UK productivity is falling. Recent figures show that hours worked rose by 0.6 per cent in the three months to April but GDP rose only 0.3 per cent in the period, implying a drop in output per worker-hour. This continues a long-term stagnation – productivity has grown only 0.2 per cent per year since late 2007, compared with 2.3 per cent per year in the previous 30 years.

This matters enormously. If productivity doesn’t grow, the economy can only expand by increasing employment or hours. And while there is more excess labour than the 3.8 per cent unemployment rate would suggest – there are 1.8m people outside the labour market who want a job and many more who would like to work more hours – there’s a limit to how fast employment can grow. This suggests that economic growth will be weak, which means weak growth in dividends.

Unless, that is, productivity growth recovers.
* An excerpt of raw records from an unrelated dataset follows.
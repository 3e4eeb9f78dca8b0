//! Core state model for the One Link digital wallet.
//!
//! The host app (SwiftUI / Jetpack Compose) owns all rendering; this crate
//! owns the state behind it: the ordered collection of digital cards, the
//! session selection, the persisted default card, and the static content the
//! wallet and tracking tabs display. Everything is exposed to the hosts over
//! `UniFFI`.
//!
//! Platform capabilities are injected as foreign traits: [`SettingsStore`]
//! for the single persisted scalar (backed by `UserDefaults` on iOS,
//! `SharedPreferences` on Android) and [`WalletObserver`] for change
//! notification, the explicit analogue of declarative-UI invalidation.

mod card;
pub use card::*;

mod color;
pub use color::*;

mod error;
pub use error::*;

pub mod logger;

mod observer;
pub use observer::*;

mod physical_card;
pub use physical_card::*;

mod storage;
pub use storage::*;

mod store;
pub use store::*;

mod tracking;
pub use tracking::*;

uniffi::setup_scaffolding!("onelink_core");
Here, however, history sends us a depressing message. It tells us that productivity growth tends to be persistent; strong growth leads to more strong growth, and weak growth to weak. Since 1760, the correlation between productivity growth in one 10-year period and in the next has been 0.69. Much the same is true if we look at five-yearly growth or at more recent periods.
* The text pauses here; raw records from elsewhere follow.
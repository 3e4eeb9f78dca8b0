//! Distribution crate for One Link.
//!
//! Re-exports the full `onelink-core` surface and builds as a static and
//! dynamic library for embedding into the iOS and Android host apps. Swift
//! and Kotlin bindings are generated from this crate by the workspace's
//! `uniffi-bindgen` binary.

pub use onelink_core::*;
//! Hex color parsing for the brand colors carried in static content.

/// An sRGB color with alpha, as parsed from a hex string.
#[derive(Debug, Clone, Copy, PartialEq, Eq, uniffi::Record)]
pub struct Color {
    /// Alpha channel, `0` transparent to `255` opaque.
    pub alpha: u8,
    /// Red channel.
    pub red: u8,
    /// Green channel.
    pub green: u8,
    /// Blue channel.
    pub blue: u8,
}

/// Extracts a nibble at `shift` and expands it to a full byte (`0xF` → `0xFF`).
#[allow(clippy::cast_possible_truncation)]
const fn nibble(value: u64, shift: u32) -> u8 {
    ((value >> shift) & 0xF) as u8 * 17
}

/// Extracts the byte at `shift`.
#[allow(clippy::cast_possible_truncation)]
const fn byte(value: u64, shift: u32) -> u8 {
    ((value >> shift) & 0xFF) as u8
}

impl Color {
    /// Parses a hex color string.
    ///
    /// Accepts 3-digit RGB (`"#F80"`), 6-digit RGB (`"#2E69FB"`) and 8-digit
    /// ARGB (`"802E69FB"`). Non-alphanumeric characters (`#`, whitespace)
    /// are stripped first, then the longest leading run of hex digits is
    /// scanned while the *stripped* length picks the format, so trailing
    /// garbage reads as zero digits. Any other length yields opaque black.
    #[must_use]
    pub fn from_hex(hex: &str) -> Self {
        let cleaned: String = hex
            .chars()
            .filter(char::is_ascii_alphanumeric)
            .collect();

        let mut value: u64 = 0;
        for c in cleaned
            .chars()
            .take_while(char::is_ascii_hexdigit)
            .take(16)
        {
            value = (value << 4) | u64::from(c.to_digit(16).unwrap_or(0));
        }

        match cleaned.len() {
            3 => Self {
                alpha: 0xFF,
                red: nibble(value, 8),
                green: nibble(value, 4),
                blue: nibble(value, 0),
            },
            6 => Self {
                alpha: 0xFF,
                red: byte(value, 16),
                green: byte(value, 8),
                blue: byte(value, 0),
            },
            8 => Self {
                alpha: byte(value, 24),
                red: byte(value, 16),
                green: byte(value, 8),
                blue: byte(value, 0),
            },
            _ => Self {
                alpha: 0xFF,
                red: 0,
                green: 0,
                blue: 0,
            },
        }
    }
}

/// Parses a hex color string. See [`Color::from_hex`].
#[uniffi::export]
#[must_use]
pub fn color_from_hex(hex: String) -> Color {
    Color::from_hex(&hex)
}

#[cfg(test)]
mod tests {
    use test_case::test_case;

    use super::*;

    #[test_case("#2E69FB", (255, 0x2E, 0x69, 0xFB) ; "six digit with hash")]
    #[test_case("2E69FB", (255, 0x2E, 0x69, 0xFB) ; "six digit bare")]
    #[test_case(" 2E69FB ", (255, 0x2E, 0x69, 0xFB) ; "six digit padded")]
    #[test_case("#141F9D", (255, 0x14, 0x1F, 0x9D) ; "brand end color")]
    #[test_case("#50CEC3", (255, 0x50, 0xCE, 0xC3) ; "brand accent color")]
    #[test_case("#FFF", (255, 255, 255, 255) ; "three digit white")]
    #[test_case("F80", (255, 255, 0x88, 0) ; "three digit expands nibbles")]
    #[test_case("80FF0000", (0x80, 255, 0, 0) ; "eight digit argb")]
    #[test_case("", (255, 0, 0, 0) ; "empty falls back to black")]
    #[test_case("#12345", (255, 0, 0, 0) ; "five digits fall back to black")]
    #[test_case("nothex", (255, 0, 0, 0) ; "six non digits read as zero")]
    fn test_from_hex(hex: &str, argb: (u8, u8, u8, u8)) {
        let (alpha, red, green, blue) = argb;
        assert_eq!(
            Color::from_hex(hex),
            Color {
                alpha,
                red,
                green,
                blue
            }
        );
    }

    #[test]
    fn test_from_hex_scan_stops_at_first_non_digit() {
        // Eight alphanumerics, but only the first six are hex digits: the
        // scanned value stays 0x2E69FB while the length selects ARGB form.
        let color = Color::from_hex("2E69FBzz");
        assert_eq!(
            color,
            Color {
                alpha: 0x00,
                red: 0x2E,
                green: 0x69,
                blue: 0xFB
            }
        );
    }
}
This is consistent with the fact that financial crises tend to have long-lasting adverse effects on growth. Coen Teulings and Nick Zubanov, two Dutch researchers, looked at 89 financial crises since 1974 and concluded that “the loss from a banking crisis is likely to last for a long time".

One reason for this is a scarring effect. Memories of sudden slumps in demand and of a withdrawal of credit lines deter capital spending and entrepreneurship even years later. And depressed animal spirits can be self-fulfilling; an economy that lacks dynamism is one in which entrepreneurs will be loath to start new businesses or invest in new technology.

A second reason is that the policy and institutional environments that foster or retard productivity are themselves persistent. The strong productivity growth of the 1950s led to further strong growth in the 1960s in part because the same things that encouraged investment in the 1950s (such as full employment) also did so in the 1960s. And the policy climate today is hostile to dynamism. Both the US and UK governments are prioritising nationalism – tariffs and Brexit – over economic growth. 

Thirdly, some of the factors depressing productivity growth in specific industries are themselves persistent. Big pharmaceutical companies have lost productivity because patents on some high value-added drugs have expired, and since the crisis the financial sector has stagnated: more compliance officers might make the banking system more stable but they don’t make it more productive.

You might object here that new technologies such as machine learning, AI and robots will soon give us a fourth industrial revolution.

Even if such technologies are adopted, however – which is a big if – productivity growth won’t rise much for years. To see why, think about the first industrial revolution. Steam engines, the spinning jenny and the water frame transformed manufacturing. But overall productivity stagnated in the late 18th century. The reason for this was brute maths. Such technologies initially represented only a tiny fraction of the aggregate economy, which was largely agrarian and stagnant and so didn’t raise total productivity even though they did so where they were adopted. The same will be true of future new technologies.

We should, therefore, assume that overall productivity will continue to stagnate.